Deuxième digression inopinée : au départ de cette idée, il y a une réalité concrète qui l’a inspirée. Olivier Lépine, le metteur en scène, raconte : « On est parti d'une photo d'un voyage que j'ai prise en Écosse sur l'île de Skye. J'ai vu au bout de l'île un abribus perdu au milieu de nulle part. Je me suis demandé en regardant ça : « à quelle heure l'autobus va passer ? » C'était un abribus où l'on peut attendre un peu infiniment ce moyen de transport qui n'arrivera jamais. Et là je me suis dit, cet espace-là est hyper théâtral et évocateur de quelque chose qui a une force qui est très belle ».
La réalisation : une alternance de prouesses et de scènes « ordinaires »
D’un autre côté, on a une suite de numéros de haute voltige comme le cirque traditionnel sait nous en montrer sur la grande scène du théâtre antique, dont l’espace est parfois divisé par les effets de lumière.
On en finirait pas de décrire les multiples techniques - main à main, portés acrobatiques, mât chinois, mât pendulaire, perche, trapèze, équilibre sur cannes, corde lisse, suspension capillaire, planche sautoir, accro danse – maîtrisées par ces artistes du cirque dont l’un des leurs explique : « nous, on est pas des danseurs, on est des artistes de cirque, et ce qui nous différencie, c’est qu’on a tous des capacités individuelles différentes. Ce que l’un fait, l’autre ne peut pas le faire et vice-versa. On apporte nos forces de manière complémentaire ».

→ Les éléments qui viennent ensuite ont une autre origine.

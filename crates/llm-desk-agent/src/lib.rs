//! Background task agent.
//!
//! A [`TaskAgent`] drains the task queue one task at a time: it polls the
//! store for the oldest pending task, streams a reply through the provider
//! router, records the outcome, and posts successful results to a target
//! conversation.

use std::time::Duration;

use llm_desk_core::config::{Config, DEFAULT_AGENT_SYSTEM_PROMPT};

pub mod runtime;

pub use runtime::TaskAgent;

/// Result text recorded when a task is cancelled mid-flight.
pub const ABORTED_RESULT: &str = "Task aborted by user.";

/// Scheduling and prompt settings for one agent instance.
#[derive(Debug, Clone)]
pub struct AgentSettings {
    /// Delay before re-polling an empty queue.
    pub poll_interval: Duration,
    /// Delay between finishing one task and polling for the next.
    pub retry_delay: Duration,
    pub system_prompt: String,
}

impl Default for AgentSettings {
    fn default() -> Self {
        Self {
            poll_interval: Duration::from_secs(5),
            retry_delay: Duration::from_millis(100),
            system_prompt: DEFAULT_AGENT_SYSTEM_PROMPT.to_string(),
        }
    }
}

impl AgentSettings {
    pub fn from_config(config: &Config) -> Self {
        Self {
            poll_interval: config.poll_interval(),
            retry_delay: config.retry_delay(),
            system_prompt: config.agent_system_prompt(),
        }
    }
}

/// Message appended to the target conversation for a completed task.
pub fn format_task_result(task_id: u64, text: &str) -> String {
    format!("Task Result (ID: {task_id}):\n{text}")
}

#[cfg(test)]
mod tests {
    use super::*;

    #[test]
    fn test_settings_from_config() {
        let mut config = Config::default();
        config
            .set_path("agent.poll_interval_ms", serde_json::json!(250))
            .unwrap();
        let settings = AgentSettings::from_config(&config);
        assert_eq!(settings.poll_interval, Duration::from_millis(250));
        assert_eq!(settings.retry_delay, Duration::from_millis(100));
        assert_eq!(settings.system_prompt, DEFAULT_AGENT_SYSTEM_PROMPT);
    }

    #[test]
    fn test_format_task_result() {
        assert_eq!(format_task_result(7, "X is..."), "Task Result (ID: 7):\nX is...");
    }
}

Conclusion. Le brouillage des frontières sur le territoire des arts
Le cirque a inspiré de nombreux peintres, écrivains, et musiciens parmi lesquels Toulouse-Lautrec, Dufy, Picasso, Cocteau, Satie, Poulenc. Il peut-être à la fois populaire, le contraire de la représentation élitiste symbolisée par le ballet de Cour à l’époque de Louis XIV– et savant. Le mélange des deux ouvre un espace de liberté unique dont le cirque contemporain s'est emparé. Et bien lui en a pris, car le public, lui aussi, est devenu composite, appréciant qu'on lui parle du quotidien, qu’on suscite chez lui ces émotions primaires que l'on ressent en face d'artistes qui prennent des risques incroyables, aussi bien que d’une poésie délicate et recherchée.
Petit aparté toujours inopiné. Cela rend possible des dialogues inattendus et, à la fin du spectacle, il était savoureux d'entendre en bord de régie une toute petite fille s'adressant au grand metteur en scène bienveillant : « dites-moi, est-ce que les artistes ont participé à l'écriture de cette histoire ? » N.B. la réponse d'Olivier Lépine, le metteur en scène, a été naturellement : « oui ! ».